Date: Tue, 15 Nov 2005 07:53:28 -0600
Reply-To: Keith Kaiser <keith.kaiser@GMAIL.COM>
Sender: "SAS(r) Discussion" <SAS-L@LISTSERV.UGA.EDU>
From: Keith Kaiser <keith.kaiser@GMAIL.COM>
Subject: Base vs. SQL
Content-Type: text/plain; charset=ISO-8859-1
Here is a wide open question for the list.
Ten SAS data sets, 2 million rows each, maybe 10 columns.
I need to extract any multiple records out of them. A record has a column
called IDNUM, it is a unique identifier for the data, and all 10 data sets
are indexed and sorted by it. The only other key variable is a date field
called PDATE, think patient and treatment date.

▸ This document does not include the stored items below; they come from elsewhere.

//! Leptos component wrapping the automation graph canvas.
//!
//! The component creates an HTML canvas element and wires up mouse/wheel event
//! handlers for node dragging, panning, zooming and shift-drag connections. An
//! animation loop runs via `requestAnimationFrame`, stepping the physics
//! simulation and redrawing each frame.

use std::cell::RefCell;
use std::rc::Rc;

use leptos::prelude::*;
use log::warn;
use wasm_bindgen::prelude::*;
use web_sys::{CanvasRenderingContext2d, HtmlCanvasElement, MouseEvent, WheelEvent, Window};

use super::render;
use super::scale::{ScaleConfig, ScaledValues};
use super::state::{ForceGraphState, LinkDraft};
use super::theme::Theme;
use super::types::CanvasGraph;
use crate::graph::ManualEdge;

/// Bundles graph simulation state with visual configuration.
struct GraphContext {
	state: ForceGraphState,
	scale: ScaleConfig,
	theme: Theme,
}

type SharedContext = Rc<RefCell<Option<GraphContext>>>;
type SharedClosure = Rc<RefCell<Option<Closure<dyn FnMut()>>>>;

/// Canvas size: explicit props first, then the parent element, then a fallback.
fn canvas_size(canvas: &HtmlCanvasElement, width: Option<f64>, height: Option<f64>) -> (f64, f64) {
	let parent = canvas.parent_element();
	let from_parent = |measure: fn(&web_sys::Element) -> i32, fallback: f64| {
		parent
			.as_ref()
			.map(|p| measure(p) as f64)
			.filter(|v| *v > 0.0)
			.unwrap_or(fallback)
	};
	(
		width.unwrap_or_else(|| from_parent(web_sys::Element::client_width, 1000.0)),
		height.unwrap_or_else(|| from_parent(web_sys::Element::client_height, 600.0)),
	)
}

/// Mouse position relative to the canvas.
fn local_point(canvas_ref: NodeRef<leptos::html::Canvas>, ev: &MouseEvent) -> Option<(f64, f64)> {
	let canvas: HtmlCanvasElement = canvas_ref.get_untracked()?.into();
	let rect = canvas.get_bounding_client_rect();
	Some((
		ev.client_x() as f64 - rect.left(),
		ev.client_y() as f64 - rect.top(),
	))
}

/// Renders the displayed subgraph as an interactive force-directed graph.
///
/// `data` is rebuilt into a fresh simulation whenever it changes. `manual`
/// connections are added to the running simulation without resetting the
/// layout. Shift-dragging from one node onto another calls `on_connect` with
/// `(source, target)`; the canvas itself never records the connection.
#[component]
pub fn ForceGraphCanvas(
	#[prop(into)] data: Signal<CanvasGraph>,
	#[prop(into)] manual: Signal<Vec<ManualEdge>>,
	#[prop(into)] on_connect: Callback<(String, String)>,
	#[prop(default = None)] width: Option<f64>,
	#[prop(default = None)] height: Option<f64>,
) -> impl IntoView {
	let canvas_ref = NodeRef::<leptos::html::Canvas>::new();
	let context: SharedContext = Rc::new(RefCell::new(None));
	let animate: SharedClosure = Rc::new(RefCell::new(None));
	let resize_cb: SharedClosure = Rc::new(RefCell::new(None));
	let (context_init, animate_init, resize_cb_init) =
		(context.clone(), animate.clone(), resize_cb.clone());

	Effect::new(move |_| {
		let Some(canvas) = canvas_ref.get() else {
			return;
		};
		if context_init.borrow().is_some() {
			return;
		}
		let canvas: HtmlCanvasElement = canvas.into();
		let Some(window) = web_sys::window() else {
			return;
		};

		let (w, h) = canvas_size(&canvas, width, height);
		canvas.set_width(w as u32);
		canvas.set_height(h as u32);

		let Some(ctx) = canvas
			.get_context("2d")
			.ok()
			.flatten()
			.and_then(|c| c.dyn_into::<CanvasRenderingContext2d>().ok())
		else {
			warn!("ha-validator: canvas 2d context unavailable");
			return;
		};

		let theme = Theme::default();
		*context_init.borrow_mut() = Some(GraphContext {
			state: ForceGraphState::new(&data.get_untracked(), &manual.get_untracked(), w, h, &theme),
			scale: ScaleConfig::default(),
			theme,
		});

		let (context_resize, canvas_resize) = (context_init.clone(), canvas.clone());
		*resize_cb_init.borrow_mut() = Some(Closure::new(move || {
			let (nw, nh) = canvas_size(&canvas_resize, width, height);
			canvas_resize.set_width(nw as u32);
			canvas_resize.set_height(nh as u32);
			if let Some(ref mut c) = *context_resize.borrow_mut() {
				c.state.resize(nw, nh);
			}
		}));
		if let Some(ref cb) = *resize_cb_init.borrow() {
			let _ = window.add_event_listener_with_callback("resize", cb.as_ref().unchecked_ref());
		}

		let (context_anim, animate_inner) = (context_init.clone(), animate_init.clone());
		*animate_init.borrow_mut() = Some(Closure::new(move || {
			if let Some(ref mut c) = *context_anim.borrow_mut() {
				c.state.tick(0.016);
				render::render(&c.state, &ctx, &c.scale, &c.theme);
			}
			if let Some(ref cb) = *animate_inner.borrow() {
				let window: Option<Window> = web_sys::window();
				if let Some(window) = window {
					let _ = window.request_animation_frame(cb.as_ref().unchecked_ref());
				}
			}
		}));
		if let Some(ref cb) = *animate_init.borrow() {
			let _ = window.request_animation_frame(cb.as_ref().unchecked_ref());
		}
	});

	// New displayed subgraph: new simulation.
	let context_data = context.clone();
	Effect::new(move |_| {
		let graph = data.get();
		if let Some(ref mut c) = *context_data.borrow_mut() {
			let (w, h) = (c.state.width, c.state.height);
			c.state = ForceGraphState::new(&graph, &manual.get_untracked(), w, h, &c.theme);
		}
	});

	// New manual connections: extend the running simulation.
	let context_manual = context.clone();
	Effect::new(move |_| {
		let edges = manual.get();
		if let Some(ref mut c) = *context_manual.borrow_mut() {
			c.state.add_manual(&edges);
		}
	});

	let context_md = context.clone();
	let on_mousedown = move |ev: MouseEvent| {
		let Some((x, y)) = local_point(canvas_ref, &ev) else {
			return;
		};
		if let Some(ref mut c) = *context_md.borrow_mut() {
			let scale = ScaledValues::new(&c.scale, c.state.transform.k);
			let (gx, gy) = c.state.screen_to_graph(x, y);
			match c.state.node_at_position(x, y, &scale) {
				Some(idx) if ev.shift_key() => {
					c.state.draft = Some(LinkDraft {
						source: idx,
						x: gx,
						y: gy,
					});
				}
				Some(idx) => {
					c.state.drag.node_idx = Some(idx);
					c.state.drag.start_x = x;
					c.state.drag.start_y = y;
					c.state.graph.visit_nodes(|node| {
						if node.index() == idx {
							c.state.drag.node_start_x = node.x();
							c.state.drag.node_start_y = node.y();
						}
					});
				}
				None => {
					c.state.pan.active = true;
					c.state.pan.start_x = x;
					c.state.pan.start_y = y;
					c.state.pan.transform_start_x = c.state.transform.x;
					c.state.pan.transform_start_y = c.state.transform.y;
				}
			}
		}
	};

	let context_mm = context.clone();
	let on_mousemove = move |ev: MouseEvent| {
		let Some((x, y)) = local_point(canvas_ref, &ev) else {
			return;
		};
		if let Some(ref mut c) = *context_mm.borrow_mut() {
			if c.state.drag.node_idx.is_none() {
				let scale = ScaledValues::new(&c.scale, c.state.transform.k);
				let hovered = c.state.node_at_position(x, y, &scale);
				c.state.set_hover(hovered);
			}

			let (gx, gy) = c.state.screen_to_graph(x, y);
			if let Some(draft) = c.state.draft.as_mut() {
				draft.x = gx;
				draft.y = gy;
			} else if let Some(idx) = c.state.drag.node_idx {
				let k = c.state.transform.k;
				let (nx, ny) = (
					c.state.drag.node_start_x + ((x - c.state.drag.start_x) / k) as f32,
					c.state.drag.node_start_y + ((y - c.state.drag.start_y) / k) as f32,
				);
				c.state.graph.visit_nodes_mut(|node| {
					if node.index() == idx {
						node.data.x = nx;
						node.data.y = ny;
						node.data.is_anchor = true;
					}
				});
			} else if c.state.pan.active {
				c.state.transform.x = c.state.pan.transform_start_x + (x - c.state.pan.start_x);
				c.state.transform.y = c.state.pan.transform_start_y + (y - c.state.pan.start_y);
			}
		}
	};

	let context_mu = context.clone();
	let on_mouseup = move |ev: MouseEvent| {
		let point = local_point(canvas_ref, &ev);
		let request = {
			let mut borrowed = context_mu.borrow_mut();
			let Some(c) = borrowed.as_mut() else {
				return;
			};
			let draft = c.state.draft.take();
			c.state.drag.node_idx = None;
			c.state.pan.active = false;

			let scale = ScaledValues::new(&c.scale, c.state.transform.k);
			match (draft, point) {
				(Some(draft), Some((x, y))) => c
					.state
					.node_at_position(x, y, &scale)
					.filter(|target| *target != draft.source)
					.and_then(|target| Some((c.state.node_id(draft.source)?, c.state.node_id(target)?))),
				_ => None,
			}
		};
		// Run outside the borrow: the callback feeds back into `manual`.
		if let Some(pair) = request {
			on_connect.run(pair);
		}
	};

	let context_ml = context.clone();
	let on_mouseleave = move |_: MouseEvent| {
		if let Some(ref mut c) = *context_ml.borrow_mut() {
			c.state.drag.node_idx = None;
			c.state.pan.active = false;
			c.state.draft = None;
			c.state.set_hover(None);
		}
	};

	let context_wh = context.clone();
	let on_wheel = move |ev: WheelEvent| {
		ev.prevent_default();
		let canvas: Option<HtmlCanvasElement> = canvas_ref.get_untracked().map(Into::into);
		let Some(canvas) = canvas else {
			return;
		};
		let rect = canvas.get_bounding_client_rect();
		let (x, y) = (
			ev.client_x() as f64 - rect.left(),
			ev.client_y() as f64 - rect.top(),
		);
		if let Some(ref mut c) = *context_wh.borrow_mut() {
			let factor = if ev.delta_y() > 0.0 { 0.9 } else { 1.1 };
			c.state.zoom_at(x, y, factor);
		}
	};

	view! {
		<canvas
			node_ref=canvas_ref
			class="force-graph-canvas"
			on:mousedown=on_mousedown
			on:mousemove=on_mousemove
			on:mouseup=on_mouseup
			on:mouseleave=on_mouseleave
			on:wheel=on_wheel
			style="display: block; cursor: grab;"
		/>
	}
}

How do I extract just the duplicates rows by IDNUM? I need duplicates by
year, and across year, so if it's in the 1995 data and again in 2002 I need
it, but I also need it if it is duplicated in 1995 only.
Do I set the 10 data sets together first? Do I use some complex SQL, is
their a method I don't know that makes it easy? After I get the new data set
with just the dupes I can do the rest I'm just looking for a simple, quick
method of finding all dupes and keeping them.